Graph Representation Learning based Vulnerable Target Identification in Ransomware Attacks

The increased digitization of commercial and consumer workflows, accelerated cloud adoption, and the growing sophistication of cyber criminals have resulted in ransomware emerging as a major threat of cyber attacks in cloud and data services. While research in malware detection can be partially adapted for ransomware, specific ransomware infection patterns can be leveraged to improve the detection efficiency. In this paper, we focus on identifying vulnerable targets in ransomware attacks, aiming to accelerate the ransomware detection process as well as enable better data backup policies design. Specifically, we make three contributions.
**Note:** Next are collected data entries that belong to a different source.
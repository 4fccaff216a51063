//! Gateway configuration, built once at startup and shared by reference.

use std::fmt;
use std::str::FromStr;
use std::time::Duration;

use serde::{Deserialize, Serialize};

use crate::duration::FluxDuration;
use crate::error::{Error, Result};

pub const DEFAULT_PORT: u16 = 5001;
pub const DEFAULT_RAW_BUCKET: &str = "raw_data_bucket";
pub const DEFAULT_PROCESSED_BUCKET: &str = "processed_data_bucket";
pub const DEFAULT_RETENTION_SECONDS: u64 = 30 * 86_400;
pub const DEFAULT_WINDOW_SECONDS: u64 = 3_600;
pub const DEFAULT_TASK_SCHEDULE: &str = "1m";
pub const DEFAULT_DEADLINE_MS: u64 = 10_000;

/// Which collaborator implementation backs the gateway.
#[derive(Debug, Clone, Copy, PartialEq, Eq, Serialize, Deserialize)]
#[serde(rename_all = "lowercase")]
pub enum EngineKind {
    /// InfluxDB v2 HTTP API.
    Influx,
    /// In-process engine, for local runs without a database.
    Memory,
}

impl FromStr for EngineKind {
    type Err = Error;

    fn from_str(s: &str) -> Result<Self> {
        match s.trim().to_ascii_lowercase().as_str() {
            "influx" | "influxdb" => Ok(Self::Influx),
            "memory" => Ok(Self::Memory),
            other => Err(Error::Config(format!("unknown engine kind: {}", other))),
        }
    }
}

/// What `register()` does when the tenant already owns a periodic task.
#[derive(Debug, Clone, Copy, PartialEq, Eq, Serialize, Deserialize)]
#[serde(rename_all = "lowercase")]
pub enum TaskCollisionPolicy {
    /// Update the existing task in place and return its id.
    Upsert,
    /// Always submit a new task.
    Create,
}

impl FromStr for TaskCollisionPolicy {
    type Err = Error;

    fn from_str(s: &str) -> Result<Self> {
        match s.trim().to_ascii_lowercase().as_str() {
            "upsert" => Ok(Self::Upsert),
            "create" | "always-create" => Ok(Self::Create),
            other => Err(Error::Config(format!("unknown task policy: {}", other))),
        }
    }
}

/// Connection settings for the InfluxDB engine.
#[derive(Clone, Serialize, Deserialize)]
pub struct EngineSettings {
    /// Base URL, e.g. `https://us-east-1-1.aws.cloud2.influxdata.com`.
    pub host: String,
    /// Organization name.
    pub org: String,
    #[serde(skip_serializing)]
    pub token: String,
}

impl fmt::Debug for EngineSettings {
    fn fmt(&self, f: &mut fmt::Formatter<'_>) -> fmt::Result {
        f.debug_struct("EngineSettings")
            .field("host", &self.host)
            .field("org", &self.org)
            .field("token", &"<redacted>")
            .finish()
    }
}

/// Top-level gateway configuration.
#[derive(Debug, Clone, Serialize, Deserialize)]
pub struct GatewayConfig {
    /// HTTP server port.
    pub port: u16,
    pub engine_kind: EngineKind,
    pub engine: EngineSettings,
    /// Bucket that receives ingested points and serves queries.
    pub raw_bucket: String,
    /// Sink bucket for downsampling tasks.
    pub processed_bucket: String,
    /// Retention applied to buckets this gateway creates (0 = infinite).
    pub retention_seconds: u64,
    /// Default trailing window for tenant queries.
    pub query_window: Duration,
    /// Trailing window for usage aggregation on the monitor page.
    pub usage_window: Duration,
    pub task_schedule: FluxDuration,
    pub task_policy: TaskCollisionPolicy,
    /// Deadline applied to every collaborator call.
    pub deadline: Duration,
}

impl GatewayConfig {
    /// Create configuration from the process environment and defaults.
    pub fn from_env() -> Result<Self> {
        Self::from_lookup(|key| std::env::var(key).ok())
    }

    /// Create configuration from an arbitrary key lookup.
    pub fn from_lookup<F>(lookup: F) -> Result<Self>
    where
        F: Fn(&str) -> Option<String>,
    {
        let engine_kind = match lookup("TSGATE_ENGINE") {
            Some(v) => v.parse()?,
            None => EngineKind::Influx,
        };

        let required = |key: &str| -> Result<String> {
            match lookup(key).filter(|v| !v.trim().is_empty()) {
                Some(v) => Ok(v),
                None if engine_kind == EngineKind::Memory => Ok(String::new()),
                None => Err(Error::Config(format!("{} is not set", key))),
            }
        };

        let engine = EngineSettings {
            host: required("INFLUXDB_HOST")?,
            org: required("INFLUXDB_ORGANIZATION")?,
            token: required("INFLUXDB_TOKEN")?,
        };

        let port = parse_or(&lookup, "PORT", DEFAULT_PORT)?;
        let retention_seconds =
            parse_or(&lookup, "TSGATE_RETENTION_SECONDS", DEFAULT_RETENTION_SECONDS)?;
        let query_window = Duration::from_secs(parse_or(
            &lookup,
            "TSGATE_QUERY_WINDOW_SECONDS",
            DEFAULT_WINDOW_SECONDS,
        )?);
        let usage_window = Duration::from_secs(parse_or(
            &lookup,
            "TSGATE_USAGE_WINDOW_SECONDS",
            DEFAULT_WINDOW_SECONDS,
        )?);
        let deadline =
            Duration::from_millis(parse_or(&lookup, "TSGATE_DEADLINE_MS", DEFAULT_DEADLINE_MS)?);

        if query_window.is_zero() || usage_window.is_zero() {
            return Err(Error::Config("query and usage windows must be positive".into()));
        }
        if deadline.is_zero() {
            return Err(Error::Config("TSGATE_DEADLINE_MS must be positive".into()));
        }

        let task_schedule = lookup("TSGATE_TASK_SCHEDULE")
            .unwrap_or_else(|| DEFAULT_TASK_SCHEDULE.to_string());
        let task_schedule = FluxDuration::parse(&task_schedule)
            .map_err(|e| Error::Config(format!("TSGATE_TASK_SCHEDULE: {}", e)))?;

        let task_policy = match lookup("TSGATE_TASK_POLICY") {
            Some(v) => v.parse()?,
            None => TaskCollisionPolicy::Upsert,
        };

        Ok(Self {
            port,
            engine_kind,
            engine,
            raw_bucket: lookup("TSGATE_RAW_BUCKET")
                .unwrap_or_else(|| DEFAULT_RAW_BUCKET.to_string()),
            processed_bucket: lookup("TSGATE_PROCESSED_BUCKET")
                .unwrap_or_else(|| DEFAULT_PROCESSED_BUCKET.to_string()),
            retention_seconds,
            query_window,
            usage_window,
            task_schedule,
            task_policy,
            deadline,
        })
    }

    /// Configuration for an in-process engine with all defaults.
    pub fn in_memory() -> Self {
        Self {
            port: DEFAULT_PORT,
            engine_kind: EngineKind::Memory,
            engine: EngineSettings {
                host: String::new(),
                org: "local".into(),
                token: String::new(),
            },
            raw_bucket: DEFAULT_RAW_BUCKET.into(),
            processed_bucket: DEFAULT_PROCESSED_BUCKET.into(),
            retention_seconds: DEFAULT_RETENTION_SECONDS,
            query_window: Duration::from_secs(DEFAULT_WINDOW_SECONDS),
            usage_window: Duration::from_secs(DEFAULT_WINDOW_SECONDS),
            task_schedule: FluxDuration::new_unchecked(DEFAULT_TASK_SCHEDULE),
            task_policy: TaskCollisionPolicy::Upsert,
            deadline: Duration::from_millis(DEFAULT_DEADLINE_MS),
        }
    }
}

fn parse_or<F, T>(lookup: &F, key: &str, default: T) -> Result<T>
where
    F: Fn(&str) -> Option<String>,
    T: FromStr,
{
    match lookup(key) {
        Some(raw) => raw
            .trim()
            .parse()
            .map_err(|_| Error::Config(format!("{} has an invalid value: {}", key, raw))),
        None => Ok(default),
    }
}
First, we characterize lexical features and hierarchical file structure features on those ransomware infected files and folders. Second, we model the data backup as an attributed tree graph, learn a new feature representation of the nodes with graph neural networks, and train a classifier based on the new features. Third, with real-world snapshot backup instances, we demonstrate the superior performance of the graph representation learning based approach over several baselines. Compared to the traditional full-scan approaches, our finding suggests that the vulnerable ransomware attack target identification can result in a more efficient ransomware detection process via focused inspection of most vulnerable data in the backups. Our method can also be easily integrated into existing ransomware detection systems for accelerated cyber resiliency.